Zimmer, for those who are not familiar, is a science writer who also now has a good blog (called The Loom) but is probably best known for his articles in the New York Times and his books. (I have not read all of his books, but his Evolution book is quite good and I have Parasite Rex but alas have not read it yet).
Anyway, Zimmer in his new blog writes about how Open Access science makes his blog easy because he can use a figure from a PLoS paper (on mouse genetic interactions) and rather than sue him, PLoS simply encourages him. I could blather on and on about this (and in fact have - see here for example). But better to just read his words:
And what do I now hear from PLOS? Do I hear the grinding of lawyerly knives? No. I hear the blissful silence of Open Access, a slowly-spreading trend in the journal world. PLOS makes it very clear on their web site that "everything we publish is freely available online throughout the world, for you to read, download, copy, distribute, and use (with attribution) any way you wish." No muss, no fuss. If I want to blog about this paper right now, I can grab a relevant image right now from it. In fact, I just did.

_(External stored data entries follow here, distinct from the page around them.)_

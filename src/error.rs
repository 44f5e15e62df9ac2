//! Error types for traversal and migration.
//!
//! Collaborators (traversables, write batches, user handlers) report failures as
//! `anyhow::Error`; the engine converts them into [`TraversalError`] at its boundary
//! so callers always see one structured error type.

use thiserror::Error;

#[derive(Debug, Clone, PartialEq, Eq, Error)]
pub enum TraversalError {
    #[error("Configuration error: {0}")]
    Configuration(String),
    #[error("Validation error: {0}")]
    Validation(String),
    #[error("Fetch error for batch {batch_index}: {reason}")]
    Fetch { batch_index: usize, reason: String },
    #[error("Handler error for batch {batch_index}: {reason}")]
    Handler { batch_index: usize, reason: String },
    #[error("Commit error for batch {batch_index}: {reason}")]
    Commit { batch_index: usize, reason: String },
    #[error("Stage error for batch {batch_index}: {reason}")]
    Stage { batch_index: usize, reason: String },
    #[error("Runtime error: {0}")]
    Runtime(String),
}

impl TraversalError {
    pub fn configuration(reason: impl Into<String>) -> Self {
        TraversalError::Configuration(reason.into())
    }

    pub fn validation(reason: impl Into<String>) -> Self {
        TraversalError::Validation(reason.into())
    }

    /// Convert a failure returned by a batch handler.
    ///
    /// Handlers that already fail with a `TraversalError` (the migrator reports
    /// commit and stage failures this way) keep their variant; anything else is
    /// wrapped as a `Handler` error for the given batch.
    pub fn from_handler(batch_index: usize, error: anyhow::Error) -> Self {
        match error.downcast::<TraversalError>() {
            Ok(traversal_error) => traversal_error,
            Err(other) => TraversalError::Handler {
                batch_index,
                reason: format!("{other:#}"),
            },
        }
    }

    /// Batch index the error is attributed to, when it belongs to a batch.
    pub fn batch_index(&self) -> Option<usize> {
        match self {
            TraversalError::Fetch { batch_index, .. }
            | TraversalError::Handler { batch_index, .. }
            | TraversalError::Commit { batch_index, .. }
            | TraversalError::Stage { batch_index, .. } => Some(*batch_index),
            _ => None,
        }
    }
}

impl From<config::ConfigError> for TraversalError {
    fn from(error: config::ConfigError) -> Self {
        TraversalError::Configuration(error.to_string())
    }
}

impl From<serde_json::Error> for TraversalError {
    fn from(error: serde_json::Error) -> Self {
        TraversalError::Validation(format!("JSON serialization error: {error}"))
    }
}

pub type TraversalResult<T> = std::result::Result<T, TraversalError>;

I certainly appreciate the importance of copyrights (as the owner of many for my articles and books), but in these situations, keeping information behind a thick wall starts to seem a bit crazy, like the loss of precious bodily fluids. Far from committing some sort of violation to the PLOS paper, I have actually just spread the word about it. A few readers may even go back to read the original. And it was so easy and straightforward for me to do so that I will be very reluctant to bother with anything else.
You go Carl. Welcome to the wonderful world of OA.